Ecological Importance of Natural Shorelines and Proper Shoreline Stabilization

Printable version of this web page (PDF) (232 KB)
Printable brochure on Shoreline Stabilization (PDF) (341 KB)

This information was developed to increase awareness of the ecological importance of natural shorelines, and to promote more enlightened approaches to shoreline stabilization. By protecting the natural shoreline, you can help protect the key functions and values provided by this essential ecological transition zone. Additional information on shoreline protection may be found using the links in the right column.

Natural Shorelines

Natural shorelines are the undeveloped fringe areas along the edge of a waterbody, which connect the shallow aquatic portion of the waterbody with adjacent upland. These riparian areas provide important environmental functions, such as regulating water quality (including temperature, clarity, nutrients, and contaminants) and sustaining critical habitat for a variety of aquatic and terrestrial organisms (including invertebrates, fish, amphibians, reptiles, shorebirds and waterfowl, and mammals).

diagram of a natural shoreline with plenty of animals and plants

Changes or disruptions to riparian areas can threaten the survival of species that rely on this kind of habitat during their various life stages.
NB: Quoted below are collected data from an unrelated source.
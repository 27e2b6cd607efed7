use std::path::PathBuf;

use thiserror::Error;
use time::macros::format_description;
use tracing_subscriber::fmt::time::UtcTime;

#[derive(Debug, Error)]
pub enum LoggingError {
	#[error("create log directory failed")]
	CreateLogDir {
		#[source]
		source: std::io::Error,
	},
	#[error("initialize tracing subscriber failed")]
	InitSubscriber {
		#[source]
		source: Box<dyn std::error::Error + Send + Sync>,
	},
}

pub fn init_logging() -> Result<(), LoggingError> {
	let log_dir = user_log_dir();
	std::fs::create_dir_all(&log_dir).map_err(|source| LoggingError::CreateLogDir { source })?;

	let timer =
		UtcTime::new(format_description!("[year]-[month]-[day] [hour]:[minute]:[second].[subsecond digits:3]"));
	let file_appender = tracing_appender::rolling::never(&log_dir, "vix.log");
	tracing_subscriber::fmt()
		.with_timer(timer)
		.with_env_filter(
			tracing_subscriber::EnvFilter::try_from_default_env()
				.unwrap_or_else(|_| tracing_subscriber::EnvFilter::new("info")),
		)
		.with_writer(file_appender)
		.with_ansi(false)
		.try_init()
		.map_err(|source| LoggingError::InitSubscriber { source })?;

	Ok(())
}

fn user_log_dir() -> PathBuf {
	#[cfg(target_os = "windows")]
	{
		std::env::var_os("LOCALAPPDATA")
			.map(PathBuf::from)
			.unwrap_or_else(std::env::temp_dir)
			.join("vix")
			.join("logs")
	}

	#[cfg(target_os = "macos")]
	{
		std::env::var_os("HOME")
			.map(PathBuf::from)
			.unwrap_or_else(std::env::temp_dir)
			.join("Library")
			.join("Logs")
			.join("vix")
	}

	#[cfg(all(unix, not(target_os = "macos")))]
	{
		if let Some(state_home) = std::env::var_os("XDG_STATE_HOME").map(PathBuf::from) {
			return state_home.join("vix").join("logs");
		}
		std::env::var_os("HOME")
			.map(PathBuf::from)
			.unwrap_or_else(std::env::temp_dir)
			.join(".local")
			.join("state")
			.join("vix")
			.join("logs")
	}
}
They depend on these areas for breeding, spawning, nesting, feeding, growing and escaping from predators. Protecting such critical habitat is important - especially on lake shores that are experiencing development pressure and on over-developed lake shores that have limited natural shorelines remaining.

Shoreline Erosion

Shoreline erosion is a natural process caused by wind, frost action and gravity, as well as precipitation and wave and ice action. This natural wearing away of soil and rock can result in benefits such as creation and replenishment of natural beaches. However, it can also cause negative effects such as structural damage, degraded water quality and loss of property and habitat.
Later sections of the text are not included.